**TASK STATEMENT:** Your output should consist of every record, copied exactly.

**DATA PROVIDED:**

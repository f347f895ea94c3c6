//! MySQL 连接管理

use datasource::DataSourceDescriptor;
use errors::{AppError, AppResult};
use sqlx::mysql::{MySqlPool, MySqlPoolOptions};
use tracing::info;

use crate::config::{MySqlConfig, connect_options};

/// 创建 MySQL 连接池
///
/// 立即建立最少一个连接，数据库不可达时启动失败。
pub async fn create_pool(
    descriptor: &DataSourceDescriptor,
    config: &MySqlConfig,
) -> AppResult<MySqlPool> {
    let options = connect_options(descriptor)?;

    let pool = MySqlPoolOptions::new()
        .max_connections(config.max_connections)
        .min_connections(config.min_connections)
        .acquire_timeout(config.acquire_timeout)
        .idle_timeout(config.idle_timeout)
        .max_lifetime(config.max_lifetime)
        .connect_with(options)
        .await
        .map_err(|e| AppError::database(format!("Failed to create pool: {}", e)))?;

    info!(
        host = descriptor.host(),
        database = descriptor.database(),
        max_connections = config.max_connections,
        "MySQL connection pool created"
    );

    Ok(pool)
}

/// 检查数据库连接
pub async fn check_connection(pool: &MySqlPool) -> AppResult<()> {
    sqlx::query("SELECT 1")
        .execute(pool)
        .await
        .map_err(|e| AppError::database(format!("Database health check failed: {}", e)))?;
    Ok(())
}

**EXERCISE OUTPUT:**
repository f347f895ea94c3c6
//! MySQL 连接管理

use datasource::DataSourceDescriptor;
use errors::{AppError, AppResult};
use sqlx::mysql::{MySqlPool, MySqlPoolOptions};
use tracing::info;

use crate::config::{MySqlConfig, connect_options};

/// 创建 MySQL 连接池
///
/// 立即建立最少一个连接，数据库不可达时启动失败。
pub async fn create_pool(
    descriptor: &DataSourceDescriptor,
    config: &MySqlConfig,
) -> AppResult<MySqlPool> {
    let options = connect_options(descriptor)?;

    let pool = MySqlPoolOptions::new()
        .max_connections(config.max_connections)
        .min_connections(config.min_connections)
        .acquire_timeout(config.acquire_timeout)
        .idle_timeout(config.idle_timeout)
        .max_lifetime(config.max_lifetime)
        .connect_with(options)
        .await
        .map_err(|e| AppError::database(format!("Failed to create pool: {}", e)))?;

    info!(
        host = descriptor.host(),
        database = descriptor.database(),
        max_connections = config.max_connections,
        "MySQL connection pool created"
    );

    Ok(pool)
}

/// 检查数据库连接
pub async fn check_connection(pool: &MySqlPool) -> AppResult<()> {
    sqlx::query("SELECT 1")
        .execute(pool)
        .await
        .map_err(|e| AppError::database(format!("Database health check failed: {}", e)))?;
    Ok(())
}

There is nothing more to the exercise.